Please tally the lines in the data below that include the string "optional", and reply with only the total.
··· Data to process ···
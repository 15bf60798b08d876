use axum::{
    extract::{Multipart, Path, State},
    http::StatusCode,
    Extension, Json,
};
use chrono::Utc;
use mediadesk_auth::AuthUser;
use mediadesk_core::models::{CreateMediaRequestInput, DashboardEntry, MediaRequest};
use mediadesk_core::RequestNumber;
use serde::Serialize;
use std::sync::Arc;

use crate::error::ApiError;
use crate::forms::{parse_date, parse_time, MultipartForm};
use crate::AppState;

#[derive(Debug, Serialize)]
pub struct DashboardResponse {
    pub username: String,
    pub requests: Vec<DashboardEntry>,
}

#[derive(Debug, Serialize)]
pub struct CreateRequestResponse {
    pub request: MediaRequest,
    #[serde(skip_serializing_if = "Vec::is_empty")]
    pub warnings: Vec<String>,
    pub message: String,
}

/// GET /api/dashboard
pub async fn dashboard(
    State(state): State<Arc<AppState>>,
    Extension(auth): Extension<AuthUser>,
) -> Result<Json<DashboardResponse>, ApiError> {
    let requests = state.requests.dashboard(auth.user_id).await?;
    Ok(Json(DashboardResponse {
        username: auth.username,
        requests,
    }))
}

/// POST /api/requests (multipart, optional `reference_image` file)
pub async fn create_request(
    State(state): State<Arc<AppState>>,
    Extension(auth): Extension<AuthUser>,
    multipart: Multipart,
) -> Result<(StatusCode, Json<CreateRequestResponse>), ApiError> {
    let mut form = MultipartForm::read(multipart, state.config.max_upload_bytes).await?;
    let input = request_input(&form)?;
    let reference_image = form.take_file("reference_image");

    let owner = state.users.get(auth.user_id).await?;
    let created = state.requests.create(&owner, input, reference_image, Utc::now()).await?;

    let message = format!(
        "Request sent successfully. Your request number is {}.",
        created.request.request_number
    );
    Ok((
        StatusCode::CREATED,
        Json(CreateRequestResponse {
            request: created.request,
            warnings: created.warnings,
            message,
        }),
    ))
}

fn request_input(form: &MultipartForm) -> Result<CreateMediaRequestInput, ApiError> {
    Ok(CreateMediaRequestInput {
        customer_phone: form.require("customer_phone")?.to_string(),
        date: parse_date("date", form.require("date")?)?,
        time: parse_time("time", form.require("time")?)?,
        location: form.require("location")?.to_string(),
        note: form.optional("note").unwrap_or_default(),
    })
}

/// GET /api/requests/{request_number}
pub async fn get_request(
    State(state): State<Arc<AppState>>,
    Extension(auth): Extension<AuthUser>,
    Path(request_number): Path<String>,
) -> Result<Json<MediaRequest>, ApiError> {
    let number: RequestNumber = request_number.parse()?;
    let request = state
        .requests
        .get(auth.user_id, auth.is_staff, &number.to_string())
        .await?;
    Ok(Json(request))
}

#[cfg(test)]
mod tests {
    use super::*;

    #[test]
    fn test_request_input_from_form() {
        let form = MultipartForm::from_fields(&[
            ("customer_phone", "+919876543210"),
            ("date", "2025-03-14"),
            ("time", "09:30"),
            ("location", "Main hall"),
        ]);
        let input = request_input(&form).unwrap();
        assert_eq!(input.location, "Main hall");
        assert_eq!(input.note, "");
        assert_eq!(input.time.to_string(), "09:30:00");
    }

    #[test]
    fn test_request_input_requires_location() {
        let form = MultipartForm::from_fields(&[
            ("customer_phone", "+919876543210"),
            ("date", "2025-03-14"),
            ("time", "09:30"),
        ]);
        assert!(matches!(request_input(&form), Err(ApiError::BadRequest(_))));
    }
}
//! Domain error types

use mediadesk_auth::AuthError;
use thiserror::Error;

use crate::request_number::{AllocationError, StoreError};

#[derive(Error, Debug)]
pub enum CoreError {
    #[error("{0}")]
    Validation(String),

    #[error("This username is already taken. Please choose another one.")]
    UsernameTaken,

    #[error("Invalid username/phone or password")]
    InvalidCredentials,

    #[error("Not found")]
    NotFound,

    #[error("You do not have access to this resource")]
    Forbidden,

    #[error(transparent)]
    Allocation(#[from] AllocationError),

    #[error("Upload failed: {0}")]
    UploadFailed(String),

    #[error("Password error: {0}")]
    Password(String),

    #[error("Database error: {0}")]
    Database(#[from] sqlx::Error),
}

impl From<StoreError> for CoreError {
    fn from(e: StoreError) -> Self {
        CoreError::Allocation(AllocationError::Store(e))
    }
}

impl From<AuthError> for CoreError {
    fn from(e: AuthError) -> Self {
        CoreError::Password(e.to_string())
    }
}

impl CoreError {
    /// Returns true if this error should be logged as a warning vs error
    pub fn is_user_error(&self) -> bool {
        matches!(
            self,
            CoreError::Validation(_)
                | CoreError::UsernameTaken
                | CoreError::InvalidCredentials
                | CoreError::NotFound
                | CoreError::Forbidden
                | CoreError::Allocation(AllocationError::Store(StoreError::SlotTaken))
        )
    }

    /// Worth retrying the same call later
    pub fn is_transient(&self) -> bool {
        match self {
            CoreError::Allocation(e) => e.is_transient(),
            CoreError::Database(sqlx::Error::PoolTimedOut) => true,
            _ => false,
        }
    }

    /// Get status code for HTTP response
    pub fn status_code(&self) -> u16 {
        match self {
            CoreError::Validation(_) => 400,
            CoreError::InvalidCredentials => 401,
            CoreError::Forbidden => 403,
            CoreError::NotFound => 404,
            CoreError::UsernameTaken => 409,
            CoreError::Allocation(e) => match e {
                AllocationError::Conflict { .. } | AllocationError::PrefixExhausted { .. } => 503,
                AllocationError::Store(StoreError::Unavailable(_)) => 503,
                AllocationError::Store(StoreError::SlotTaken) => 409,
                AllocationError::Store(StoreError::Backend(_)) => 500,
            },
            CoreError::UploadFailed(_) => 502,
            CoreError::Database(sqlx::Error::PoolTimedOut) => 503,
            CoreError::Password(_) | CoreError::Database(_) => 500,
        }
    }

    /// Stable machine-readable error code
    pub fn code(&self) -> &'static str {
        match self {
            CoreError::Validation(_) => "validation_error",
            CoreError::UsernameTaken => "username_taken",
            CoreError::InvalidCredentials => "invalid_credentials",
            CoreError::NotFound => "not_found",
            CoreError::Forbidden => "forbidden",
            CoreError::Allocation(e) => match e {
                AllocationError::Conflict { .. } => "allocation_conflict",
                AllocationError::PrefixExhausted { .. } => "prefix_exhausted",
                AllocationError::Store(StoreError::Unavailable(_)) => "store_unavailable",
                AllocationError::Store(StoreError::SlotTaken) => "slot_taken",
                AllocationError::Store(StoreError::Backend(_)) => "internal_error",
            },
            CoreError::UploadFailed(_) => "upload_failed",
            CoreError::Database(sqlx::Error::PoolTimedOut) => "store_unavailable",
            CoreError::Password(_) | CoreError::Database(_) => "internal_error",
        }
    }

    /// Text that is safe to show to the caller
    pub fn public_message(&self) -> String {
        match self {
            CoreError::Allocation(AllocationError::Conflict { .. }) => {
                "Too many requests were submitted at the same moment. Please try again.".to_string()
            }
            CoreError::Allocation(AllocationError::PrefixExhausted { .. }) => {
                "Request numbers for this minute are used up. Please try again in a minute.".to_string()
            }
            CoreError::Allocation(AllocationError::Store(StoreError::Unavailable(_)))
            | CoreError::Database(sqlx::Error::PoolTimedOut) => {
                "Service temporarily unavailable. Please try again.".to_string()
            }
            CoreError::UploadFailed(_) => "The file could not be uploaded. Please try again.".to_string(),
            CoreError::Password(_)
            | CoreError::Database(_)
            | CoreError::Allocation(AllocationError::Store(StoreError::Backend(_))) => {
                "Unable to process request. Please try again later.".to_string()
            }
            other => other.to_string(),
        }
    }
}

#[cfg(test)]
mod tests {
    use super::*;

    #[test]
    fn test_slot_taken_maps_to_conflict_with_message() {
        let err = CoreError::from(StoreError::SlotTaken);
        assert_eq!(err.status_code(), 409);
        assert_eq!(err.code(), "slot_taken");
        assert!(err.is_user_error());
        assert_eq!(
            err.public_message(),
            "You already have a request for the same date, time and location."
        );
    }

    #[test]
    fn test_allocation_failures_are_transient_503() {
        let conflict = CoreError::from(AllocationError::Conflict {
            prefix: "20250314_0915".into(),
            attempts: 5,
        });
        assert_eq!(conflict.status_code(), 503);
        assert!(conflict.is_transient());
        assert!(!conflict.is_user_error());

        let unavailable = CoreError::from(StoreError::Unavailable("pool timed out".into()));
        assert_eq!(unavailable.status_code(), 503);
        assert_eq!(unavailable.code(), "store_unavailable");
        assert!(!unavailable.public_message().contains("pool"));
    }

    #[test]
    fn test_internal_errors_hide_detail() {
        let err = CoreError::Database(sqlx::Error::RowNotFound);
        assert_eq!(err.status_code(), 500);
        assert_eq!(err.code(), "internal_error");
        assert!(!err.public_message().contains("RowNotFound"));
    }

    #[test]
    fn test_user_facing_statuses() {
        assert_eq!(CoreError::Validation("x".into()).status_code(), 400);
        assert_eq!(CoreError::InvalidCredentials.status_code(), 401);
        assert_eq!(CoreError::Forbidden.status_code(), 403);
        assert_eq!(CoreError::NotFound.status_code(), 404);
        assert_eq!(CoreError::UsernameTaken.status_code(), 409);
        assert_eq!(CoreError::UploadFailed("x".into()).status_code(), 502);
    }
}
···
▶ _Solution_:
2